> [Stored data]:
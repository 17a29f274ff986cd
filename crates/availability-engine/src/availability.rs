//! Date-range driver: enumerate rooms, then build every room's timeline for
//! every day in range.
//!
//! The result is a flat, deterministic list of labeled intervals ordered by
//! room (see [`crate::rooms::compare_rooms`]), then day, then start. Nothing is
//! cached between calls; navigating to a different range means calling again.

use std::collections::HashMap;
use std::convert::Infallible;
use std::str::FromStr;

use chrono::{NaiveDate, NaiveDateTime};
use serde::{Deserialize, Serialize};
use tracing::{debug, warn};

use crate::config::EngineConfig;
use crate::error::Result;
use crate::interval::{BookedInterval, LabeledInterval};
use crate::rooms::enumerate_rooms;
use crate::timeline::fill_day;
use crate::window::{DateRange, OperatingWindow};

/// Everything the rendering layer needs for one visible range.
#[derive(Debug, Clone, PartialEq, Eq, Serialize, Deserialize)]
#[serde(rename_all = "camelCase")]
pub struct AvailabilityReport {
    pub intervals: Vec<LabeledInterval>,
    pub rooms: Vec<String>,
    pub range: DateRange,
    pub window: OperatingWindow,
    /// Ids of malformed bookings (`end <= start`) that were left out.
    pub skipped: Vec<String>,
}

/// Which rooms a caller wants to see.
#[derive(Debug, Clone, PartialEq, Eq, Default)]
pub enum RoomFilter {
    #[default]
    All,
    Room(String),
}

impl RoomFilter {
    pub fn matches(&self, room: &str) -> bool {
        match self {
            RoomFilter::All => true,
            RoomFilter::Room(r) => r == room,
        }
    }
}

impl FromStr for RoomFilter {
    type Err = Infallible;

    /// `"all"` (any case) selects every room; anything else names one room.
    fn from_str(s: &str) -> std::result::Result<Self, Self::Err> {
        if s.eq_ignore_ascii_case("all") {
            Ok(RoomFilter::All)
        } else {
            Ok(RoomFilter::Room(s.to_string()))
        }
    }
}

impl AvailabilityReport {
    pub fn for_room<'a>(&'a self, room: &'a str) -> impl Iterator<Item = &'a LabeledInterval> + 'a {
        self.intervals.iter().filter(move |i| i.room == room)
    }

    /// A copy of the report keeping only intervals matching `filter`.
    ///
    /// The room list is left intact so a room picker can still offer every room.
    pub fn filter(&self, filter: &RoomFilter) -> AvailabilityReport {
        AvailabilityReport {
            intervals: self
                .intervals
                .iter()
                .filter(|i| filter.matches(&i.room))
                .cloned()
                .collect(),
            ..self.clone()
        }
    }

    pub fn available_count(&self) -> usize {
        self.intervals.iter().filter(|i| i.is_available).count()
    }
}

/// Compute labeled availability for every room and every day of `range`.
///
/// # Errors
/// Returns an error if `config` is invalid (see [`EngineConfig::validate`]).
pub fn compute_availability(
    bookings: &[BookedInterval],
    range: DateRange,
    config: &EngineConfig,
) -> Result<AvailabilityReport> {
    config.validate()?;

    let mut skipped = Vec::new();
    let mut by_room: HashMap<&str, Vec<&BookedInterval>> = HashMap::new();
    for booking in bookings {
        if booking.is_malformed() {
            warn!(
                booking_id = %booking.id,
                start = %booking.start,
                end = %booking.end,
                "Skipping booking that ends before it starts"
            );
            skipped.push(booking.id.clone());
            continue;
        }
        by_room.entry(booking.room.as_str()).or_default().push(booking);
    }

    let rooms = enumerate_rooms(bookings, config);

    let mut intervals = Vec::new();
    for room in &rooms {
        let room_bookings = by_room.get(room.as_str()).map(Vec::as_slice).unwrap_or(&[]);
        for day in range.days() {
            intervals.extend(fill_day(room, day, room_bookings.iter().copied(), &config.window));
        }
    }

    debug!(
        rooms = rooms.len(),
        days = range.day_count(),
        bookings = bookings.len(),
        skipped = skipped.len(),
        intervals = intervals.len(),
        "Computed availability"
    );

    Ok(AvailabilityReport {
        intervals,
        rooms,
        range,
        window: config.window,
        skipped,
    })
}

/// Resolve optional caller bounds against `today`, then compute availability.
///
/// With no bounds the range is `today` through `today + config.default_span_days`.
///
/// # Errors
/// Returns [`crate::EngineError::InvalidRange`] if the resolved end date precedes
/// the start date, or a config error if `config` is invalid.
pub fn compute_for_request(
    bookings: &[BookedInterval],
    start: Option<NaiveDateTime>,
    end: Option<NaiveDateTime>,
    today: NaiveDate,
    config: &EngineConfig,
) -> Result<AvailabilityReport> {
    let range = DateRange::resolve(start, end, today, config.default_span_days)?;
    compute_availability(bookings, range, config)
}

> [HOW TO COMPLETE THIS TASK]: Return the lines above exactly, keeping every word.

> [RESPONSE TO THE EXERCISE]:
repository 17a29f274ff986cd
filename crates/availability-engine/src/availability.rs
//! Date-range driver: enumerate rooms, then build every room's timeline for
//! every day in range.
//!
//! The result is a flat, deterministic list of labeled intervals ordered by
//! room (see [`crate::rooms::compare_rooms`]), then day, then start. Nothing is
//! cached between calls; navigating to a different range means calling again.

use std::collections::HashMap;
use std::convert::Infallible;
use std::str::FromStr;

use chrono::{NaiveDate, NaiveDateTime};
use serde::{Deserialize, Serialize};
use tracing::{debug, warn};

use crate::config::EngineConfig;
use crate::error::Result;
use crate::interval::{BookedInterval, LabeledInterval};
use crate::rooms::enumerate_rooms;
use crate::timeline::fill_day;
use crate::window::{DateRange, OperatingWindow};

/// Everything the rendering layer needs for one visible range.
#[derive(Debug, Clone, PartialEq, Eq, Serialize, Deserialize)]
#[serde(rename_all = "camelCase")]
pub struct AvailabilityReport {
    pub intervals: Vec<LabeledInterval>,
    pub rooms: Vec<String>,
    pub range: DateRange,
    pub window: OperatingWindow,
    /// Ids of malformed bookings (`end <= start`) that were left out.
    pub skipped: Vec<String>,
}

/// Which rooms a caller wants to see.
#[derive(Debug, Clone, PartialEq, Eq, Default)]
pub enum RoomFilter {
    #[default]
    All,
    Room(String),
}

impl RoomFilter {
    pub fn matches(&self, room: &str) -> bool {
        match self {
            RoomFilter::All => true,
            RoomFilter::Room(r) => r == room,
        }
    }
}

impl FromStr for RoomFilter {
    type Err = Infallible;

    /// `"all"` (any case) selects every room; anything else names one room.
    fn from_str(s: &str) -> std::result::Result<Self, Self::Err> {
        if s.eq_ignore_ascii_case("all") {
            Ok(RoomFilter::All)
        } else {
            Ok(RoomFilter::Room(s.to_string()))
        }
    }
}

impl AvailabilityReport {
    pub fn for_room<'a>(&'a self, room: &'a str) -> impl Iterator<Item = &'a LabeledInterval> + 'a {
        self.intervals.iter().filter(move |i| i.room == room)
    }

    /// A copy of the report keeping only intervals matching `filter`.
    ///
    /// The room list is left intact so a room picker can still offer every room.
    pub fn filter(&self, filter: &RoomFilter) -> AvailabilityReport {
        AvailabilityReport {
            intervals: self
                .intervals
                .iter()
                .filter(|i| filter.matches(&i.room))
                .cloned()
                .collect(),
            ..self.clone()
        }
    }

    pub fn available_count(&self) -> usize {
        self.intervals.iter().filter(|i| i.is_available).count()
    }
}

/// Compute labeled availability for every room and every day of `range`.
///
/// # Errors
/// Returns an error if `config` is invalid (see [`EngineConfig::validate`]).
pub fn compute_availability(
    bookings: &[BookedInterval],
    range: DateRange,
    config: &EngineConfig,
) -> Result<AvailabilityReport> {
    config.validate()?;

    let mut skipped = Vec::new();
    let mut by_room: HashMap<&str, Vec<&BookedInterval>> = HashMap::new();
    for booking in bookings {
        if booking.is_malformed() {
            warn!(
                booking_id = %booking.id,
                start = %booking.start,
                end = %booking.end,
                "Skipping booking that ends before it starts"
            );
            skipped.push(booking.id.clone());
            continue;
        }
        by_room.entry(booking.room.as_str()).or_default().push(booking);
    }

    let rooms = enumerate_rooms(bookings, config);

    let mut intervals = Vec::new();
    for room in &rooms {
        let room_bookings = by_room.get(room.as_str()).map(Vec::as_slice).unwrap_or(&[]);
        for day in range.days() {
            intervals.extend(fill_day(room, day, room_bookings.iter().copied(), &config.window));
        }
    }

    debug!(
        rooms = rooms.len(),
        days = range.day_count(),
        bookings = bookings.len(),
        skipped = skipped.len(),
        intervals = intervals.len(),
        "Computed availability"
    );

    Ok(AvailabilityReport {
        intervals,
        rooms,
        range,
        window: config.window,
        skipped,
    })
}

/// Resolve optional caller bounds against `today`, then compute availability.
///
/// With no bounds the range is `today` through `today + config.default_span_days`.
///
/// # Errors
/// Returns [`crate::EngineError::InvalidRange`] if the resolved end date precedes
/// the start date, or a config error if `config` is invalid.
pub fn compute_for_request(
    bookings: &[BookedInterval],
    start: Option<NaiveDateTime>,
    end: Option<NaiveDateTime>,
    today: NaiveDate,
    config: &EngineConfig,
) -> Result<AvailabilityReport> {
    let range = DateRange::resolve(start, end, today, config.default_span_days)?;
    compute_availability(bookings, range, config)
}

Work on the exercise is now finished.